Grade separation at Klingle Road and Porter Street in Rock Creek Park and the widening of the cross-park route to four lanes ($1,115,000).

Paving and widening of Kansas Avenue from Madison Street to District of Columbia line ($472,000).

Widening of Harewood-Fort Drive-Clermont, Riggs Road, South Dakota Avenue, Taylor-Bunker Hill-Randolph, and West Virginia and the construction of Mount Olivet Road in Northeast Washington ($1,450,000).

Widening of various streets and avenues east of the Anacostia River ($2,250,000). Other projects were progressing and would be completed by 1954: the proposed Baltimore-Washington Expressway (new route 1), by extension of New York Avenue as a four-lane freeway ($2,100,000), the widening and extension of South Dakota Avenue (the Whitehurst plan's intermediate loop) to join the New York Avenue Freeway ($376,000), the widening of Suitland Parkway to four lanes ($870,000), construction of a two-lane tunnel from Maine Avenue to 14th Street through the Liberty Loan Building ($150,000).

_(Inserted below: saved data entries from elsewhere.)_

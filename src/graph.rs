//! Declarative descriptions of operators, nets and plans.
//!
//! These are the wire types: everything derives serde so that nets and
//! plans round-trip through JSON description files.

use anyhow::{anyhow, Result};
use serde::{Deserialize, Serialize};

use crate::types::DeviceOption;

#[derive(Debug, Clone, PartialEq, Serialize, Deserialize)]
#[serde(rename_all = "snake_case")]
pub enum ArgValue {
    Int(i64),
    Float(f32),
    Str(String),
    Ints(Vec<i64>),
    Floats(Vec<f32>),
    Strs(Vec<String>),
    Net(NetDef),
}

#[derive(Debug, Clone, PartialEq, Serialize, Deserialize)]
pub struct Argument {
    pub name: String,
    pub value: ArgValue,
}

/// A configured operator: kernel name, blob bindings and arguments.
#[derive(Debug, Clone, PartialEq, Serialize, Deserialize)]
pub struct OperatorDef {
    #[serde(rename = "type")]
    pub op_type: String,
    #[serde(default)]
    pub input: Vec<String>,
    #[serde(default)]
    pub output: Vec<String>,
    #[serde(default)]
    pub arg: Vec<Argument>,
    #[serde(default, skip_serializing_if = "Option::is_none")]
    pub device_option: Option<DeviceOption>,
}

impl OperatorDef {
    pub fn new(op_type: impl Into<String>) -> Self {
        Self {
            op_type: op_type.into(),
            input: Vec::new(),
            output: Vec::new(),
            arg: Vec::new(),
            device_option: None,
        }
    }

    pub fn inputs<I, S>(mut self, names: I) -> Self
    where
        I: IntoIterator<Item = S>,
        S: Into<String>,
    {
        self.input = names.into_iter().map(Into::into).collect();
        self
    }

    pub fn outputs<I, S>(mut self, names: I) -> Self
    where
        I: IntoIterator<Item = S>,
        S: Into<String>,
    {
        self.output = names.into_iter().map(Into::into).collect();
        self
    }

    pub fn with_arg(mut self, name: impl Into<String>, value: ArgValue) -> Self {
        self.arg.push(Argument {
            name: name.into(),
            value,
        });
        self
    }

    pub fn on_device(mut self, device: DeviceOption) -> Self {
        self.device_option = Some(device);
        self
    }

    pub fn find_arg(&self, name: &str) -> Option<&ArgValue> {
        self.arg
            .iter()
            .find(|arg| arg.name == name)
            .map(|arg| &arg.value)
    }

    /// Device this op runs on, falling back to the net's binding.
    pub fn effective_device(&self, net_device: Option<DeviceOption>) -> DeviceOption {
        self.device_option.or(net_device).unwrap_or_default()
    }
}

/// A named DAG of operators with an execution strategy.
#[derive(Debug, Clone, PartialEq, Serialize, Deserialize)]
pub struct NetDef {
    pub name: String,
    #[serde(rename = "type", default = "default_net_type")]
    pub net_type: String,
    #[serde(default)]
    pub op: Vec<OperatorDef>,
    #[serde(default)]
    pub external_input: Vec<String>,
    #[serde(default)]
    pub external_output: Vec<String>,
    #[serde(default, skip_serializing_if = "Option::is_none")]
    pub num_workers: Option<usize>,
    #[serde(default, skip_serializing_if = "Option::is_none")]
    pub device_option: Option<DeviceOption>,
}

fn default_net_type() -> String {
    "simple".to_string()
}

impl NetDef {
    pub fn new(name: impl Into<String>, net_type: impl Into<String>) -> Self {
        Self {
            name: name.into(),
            net_type: net_type.into(),
            op: Vec::new(),
            external_input: Vec::new(),
            external_output: Vec::new(),
            num_workers: None,
            device_option: None,
        }
    }

    pub fn add_op(mut self, op: OperatorDef) -> Self {
        self.op.push(op);
        self
    }

    pub fn external_inputs<I, S>(mut self, names: I) -> Self
    where
        I: IntoIterator<Item = S>,
        S: Into<String>,
    {
        self.external_input = names.into_iter().map(Into::into).collect();
        self
    }

    pub fn with_workers(mut self, workers: usize) -> Self {
        self.num_workers = Some(workers);
        self
    }

    pub fn on_device(mut self, device: DeviceOption) -> Self {
        self.device_option = Some(device);
        self
    }
}

/// One node of the plan tree: either nested substeps or a network list,
/// with iteration control and optional reporter hooks.
#[derive(Debug, Clone, PartialEq, Serialize, Deserialize)]
pub struct ExecutionStep {
    #[serde(default)]
    pub name: String,
    #[serde(default)]
    pub substep: Vec<ExecutionStep>,
    #[serde(default)]
    pub network: Vec<String>,
    #[serde(default, skip_serializing_if = "Option::is_none")]
    pub num_iter: Option<i64>,
    #[serde(default, skip_serializing_if = "Option::is_none")]
    pub should_stop_blob: Option<String>,
    #[serde(default)]
    pub only_once: bool,
    #[serde(default)]
    pub concurrent_substeps: bool,
    #[serde(default, skip_serializing_if = "Option::is_none")]
    pub report_net: Option<String>,
    #[serde(default, skip_serializing_if = "Option::is_none")]
    pub report_interval: Option<i64>,
}

impl ExecutionStep {
    pub fn for_nets<I, S>(name: impl Into<String>, networks: I) -> Self
    where
        I: IntoIterator<Item = S>,
        S: Into<String>,
    {
        Self {
            name: name.into(),
            substep: Vec::new(),
            network: networks.into_iter().map(Into::into).collect(),
            num_iter: None,
            should_stop_blob: None,
            only_once: false,
            concurrent_substeps: false,
            report_net: None,
            report_interval: None,
        }
    }

    pub fn for_substeps<I>(name: impl Into<String>, substeps: I) -> Self
    where
        I: IntoIterator<Item = ExecutionStep>,
    {
        Self {
            name: name.into(),
            substep: substeps.into_iter().collect(),
            network: Vec::new(),
            num_iter: None,
            should_stop_blob: None,
            only_once: false,
            concurrent_substeps: false,
            report_net: None,
            report_interval: None,
        }
    }

    pub fn iterations(mut self, num_iter: i64) -> Self {
        self.num_iter = Some(num_iter);
        self
    }

    pub fn stop_on(mut self, blob: impl Into<String>) -> Self {
        self.should_stop_blob = Some(blob.into());
        self
    }

    pub fn concurrent(mut self) -> Self {
        self.concurrent_substeps = true;
        self
    }
}

/// A full plan: net definitions plus the step tree that drives them.
#[derive(Debug, Clone, PartialEq, Serialize, Deserialize)]
pub struct PlanDef {
    #[serde(default)]
    pub name: String,
    #[serde(default)]
    pub network: Vec<NetDef>,
    #[serde(default)]
    pub execution_step: Vec<ExecutionStep>,
}

impl PlanDef {
    pub fn new(name: impl Into<String>) -> Self {
        Self {
            name: name.into(),
            network: Vec::new(),
            execution_step: Vec::new(),
        }
    }

    pub fn add_net(mut self, net: NetDef) -> Self {
        self.network.push(net);
        self
    }

    pub fn add_step(mut self, step: ExecutionStep) -> Self {
        self.execution_step.push(step);
        self
    }

    pub fn from_json(raw: &str) -> Result<PlanDef> {
        serde_json::from_str(raw).map_err(|err| anyhow!("invalid plan description: {}", err))
    }

    pub fn to_json(&self) -> Result<String> {
        serde_json::to_string_pretty(self).map_err(|err| anyhow!("cannot encode plan: {}", err))
    }
}

impl NetDef {
    pub fn from_json(raw: &str) -> Result<NetDef> {
        serde_json::from_str(raw).map_err(|err| anyhow!("invalid net description: {}", err))
    }

    pub fn to_json(&self) -> Result<String> {
        serde_json::to_string_pretty(self).map_err(|err| anyhow!("cannot encode net: {}", err))
    }
}
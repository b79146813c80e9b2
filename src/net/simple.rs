use std::sync::Arc;

use anyhow::{Context, Result};

use crate::event::Stream;
use crate::graph::NetDef;
use crate::operator::Operator;
use crate::workspace::Workspace;

use super::{build_operators, Net};

/// Runs every operator in declaration order on the calling thread.
pub struct SimpleNet {
    name: String,
    operators: Vec<Operator>,
}

impl SimpleNet {
    pub fn create(def: &NetDef, ws: &Arc<Workspace>) -> Result<Arc<dyn Net>> {
        let operators = build_operators(def, ws)?;
        Ok(Arc::new(SimpleNet {
            name: def.name.clone(),
            operators,
        }))
    }
}

impl Net for SimpleNet {
    fn name(&self) -> &str {
        &self.name
    }

    fn run(&self) -> Result<()> {
        for op in &self.operators {
            crate::trace!("net {}: running op {}", self.name, op.op_type());
            op.run()
                .with_context(|| format!("net {}: op {} failed", self.name, op.op_type()))?;
        }
        Ok(())
    }
}

/// Sequential submission through the async entry point: each op enqueues on
/// the net's single stream, and the host synchronizes once at the end.
pub struct AsyncSimpleNet {
    name: String,
    operators: Vec<Operator>,
}

impl AsyncSimpleNet {
    pub fn create(def: &NetDef, ws: &Arc<Workspace>) -> Result<Arc<dyn Net>> {
        let operators = build_operators(def, ws)?;
        Ok(Arc::new(AsyncSimpleNet {
            name: def.name.clone(),
            operators,
        }))
    }
}

impl Net for AsyncSimpleNet {
    fn name(&self) -> &str {
        &self.name
    }

    fn run(&self) -> Result<()> {
        let device = self
            .operators
            .first()
            .map(|op| op.device())
            .unwrap_or_default();
        let _stream = Stream::new(device);
        for op in &self.operators {
            crate::trace!("net {}: submitting op {}", self.name, op.op_type());
            op.run_async()
                .with_context(|| format!("net {}: op {} failed", self.name, op.op_type()))?;
        }
        // Host kernels complete inline; a device implementation would
        // synchronize the stream here before reporting success.
        Ok(())
    }
}
//! Net executors: DAG construction, chain discovery and the registry of
//! execution strategies (`simple`, `async_simple`, `dag`, `async_dag`).

pub mod dag;
mod dag_net;
mod simple;

use std::collections::HashSet;
use std::sync::{Arc, Once, OnceLock};

use anyhow::Result;
use once_cell::sync::Lazy;

use crate::error::RunError;
use crate::graph::NetDef;
use crate::operator::Operator;
use crate::registry::Registry;
use crate::workspace::Workspace;

pub use dag::ChainPlan;
pub use dag_net::DagNet;
pub use simple::{AsyncSimpleNet, SimpleNet};

/// A constructed net, ready to run against the workspace it was built in.
pub trait Net: Send + Sync {
    fn name(&self) -> &str;
    fn run(&self) -> Result<()>;
}

impl std::fmt::Debug for dyn Net {
    fn fmt(&self, f: &mut std::fmt::Formatter<'_>) -> std::fmt::Result {
        write!(f, "Net({})", self.name())
    }
}

pub type NetFactory = Arc<dyn Fn(&NetDef, &Arc<Workspace>) -> Result<Arc<dyn Net>> + Send + Sync>;

static NET_REGISTRY: Lazy<Registry<String, NetFactory>> = Lazy::new(|| Registry::new("net"));
static BUILTIN_NETS: Once = Once::new();

pub fn register_net_type(name: impl Into<String>, factory: NetFactory) {
    NET_REGISTRY.register(name.into(), factory);
}

fn ensure_builtin_nets() {
    BUILTIN_NETS.call_once(|| {
        register_net_type("simple", Arc::new(SimpleNet::create));
        register_net_type("async_simple", Arc::new(AsyncSimpleNet::create));
        register_net_type(
            "dag",
            Arc::new(|def, ws| DagNet::create(def, ws, false)),
        );
        register_net_type(
            "async_dag",
            Arc::new(|def, ws| DagNet::create(def, ws, true)),
        );
    });
}

/// Construct a net of the type named by its definition.
pub fn create_net(def: &NetDef, ws: &Arc<Workspace>) -> Result<Arc<dyn Net>> {
    ensure_builtin_nets();
    validate_net_def(def)?;
    let factory = NET_REGISTRY.get(&def.net_type).ok_or_else(|| {
        anyhow::Error::from(RunError::InvalidNet(format!(
            "unknown net type {}",
            def.net_type
        )))
    })?;
    factory(def, ws)
}

/// Every op input must be produced by an earlier op or declared external.
fn validate_net_def(def: &NetDef) -> Result<()> {
    let mut known: HashSet<&str> = def.external_input.iter().map(String::as_str).collect();
    for op in &def.op {
        for input in &op.input {
            if !known.contains(input.as_str()) {
                return Err(RunError::InvalidNet(format!(
                    "net {}: op {} reads {} which is neither produced earlier nor an external input",
                    def.name, op.op_type, input
                ))
                .into());
            }
        }
        for output in &op.output {
            known.insert(output.as_str());
        }
    }
    Ok(())
}

/// Instantiate the net's operators in declaration order.
fn build_operators(def: &NetDef, ws: &Arc<Workspace>) -> Result<Vec<Operator>> {
    // External inputs must already exist in the workspace; operator
    // creation reports the precise missing blob otherwise.
    let mut operators = Vec::with_capacity(def.op.len());
    for op_def in &def.op {
        operators.push(Operator::create(op_def, ws, def.device_option)?);
    }
    Ok(operators)
}

static NUM_WORKERS_OVERRIDE: OnceLock<Option<usize>> = OnceLock::new();

/// Default worker-pool size: `OPENNET_NUM_WORKERS` when set, otherwise the
/// CPU count.
pub fn default_num_workers() -> usize {
    let overridden = NUM_WORKERS_OVERRIDE.get_or_init(|| {
        std::env::var("OPENNET_NUM_WORKERS")
            .ok()
            .and_then(|raw| raw.trim().parse::<usize>().ok())
    });
    if let Some(n) = overridden {
        return (*n).max(1);
    }
    std::thread::available_parallelism()
        .map(|n| n.get())
        .unwrap_or(1)
}
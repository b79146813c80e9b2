//! Hierarchical ragged-dataset traversal: the tree cursor and its operator
//! kernels.

pub mod ops;
mod tree;

pub use ops::SharedMutex;
pub use tree::{
    new_cursor_handle, CursorHandle, FieldDesc, TLength, TOffset, TreeCursor, TreeIterator,
    FIELD_SEPARATOR, LENGTH_FIELD,
};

Concern that the existing northeast arterials (New York Avenue, Bladensburg Road, West Virginia Avenue, Rhode Island Avenue) would be insufficient to absorb the traffic from the New York Avenue Freeway extension also had led to adoption of a plan for a second new freeway approach from the northeast: a Kenilworth Avenue freeway along the east bank of the Anacostia River to East Capitol Street, a new six-lane bridge over the river at that point and the widening or improvement of Independence, Constitution, and C Street NE., as western approaches to this new bridge.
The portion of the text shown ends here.